# [TASK TO CARRY OUT]
Write out exactly the lines running from the one with "let (tx, mut" to the last line of the entries, keeping both the first and the last.

◆ ◆ ◆ ◆

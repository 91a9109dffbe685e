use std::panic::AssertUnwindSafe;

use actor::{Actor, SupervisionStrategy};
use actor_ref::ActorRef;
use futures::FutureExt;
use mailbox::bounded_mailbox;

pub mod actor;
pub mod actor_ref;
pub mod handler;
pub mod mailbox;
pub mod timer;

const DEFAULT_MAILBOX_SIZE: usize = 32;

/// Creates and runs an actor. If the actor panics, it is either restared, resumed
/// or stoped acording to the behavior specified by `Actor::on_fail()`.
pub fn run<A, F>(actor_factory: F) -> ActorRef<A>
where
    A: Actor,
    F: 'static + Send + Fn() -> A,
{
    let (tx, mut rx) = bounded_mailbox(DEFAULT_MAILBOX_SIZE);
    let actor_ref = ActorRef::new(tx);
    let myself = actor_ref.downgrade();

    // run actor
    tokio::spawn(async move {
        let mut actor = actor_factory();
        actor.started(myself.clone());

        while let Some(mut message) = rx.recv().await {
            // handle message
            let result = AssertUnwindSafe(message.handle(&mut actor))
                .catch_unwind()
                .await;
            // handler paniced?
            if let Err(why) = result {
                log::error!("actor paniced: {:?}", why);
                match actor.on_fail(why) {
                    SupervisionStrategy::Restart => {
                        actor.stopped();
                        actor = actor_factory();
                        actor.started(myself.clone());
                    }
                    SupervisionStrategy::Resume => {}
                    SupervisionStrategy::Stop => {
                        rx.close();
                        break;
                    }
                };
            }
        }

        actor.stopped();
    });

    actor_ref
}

◆ ◆ ◆ ◆

# [SOLUTION TO THIS EXERCISE]
    let (tx, mut rx) = bounded_mailbox(DEFAULT_MAILBOX_SIZE);
    let actor_ref = ActorRef::new(tx);
    let myself = actor_ref.downgrade();

    // run actor
    tokio::spawn(async move {
        let mut actor = actor_factory();
        actor.started(myself.clone());

        while let Some(mut message) = rx.recv().await {
            // handle message
            let result = AssertUnwindSafe(message.handle(&mut actor))
                .catch_unwind()
                .await;
            // handler paniced?
            if let Err(why) = result {
                log::error!("actor paniced: {:?}", why);
                match actor.on_fail(why) {
                    SupervisionStrategy::Restart => {
                        actor.stopped();
                        actor = actor_factory();
                        actor.started(myself.clone());
                    }
                    SupervisionStrategy::Resume => {}
                    SupervisionStrategy::Stop => {
                        rx.close();
                        break;
                    }
                };
            }
        }

        actor.stopped();
    });

    actor_ref
}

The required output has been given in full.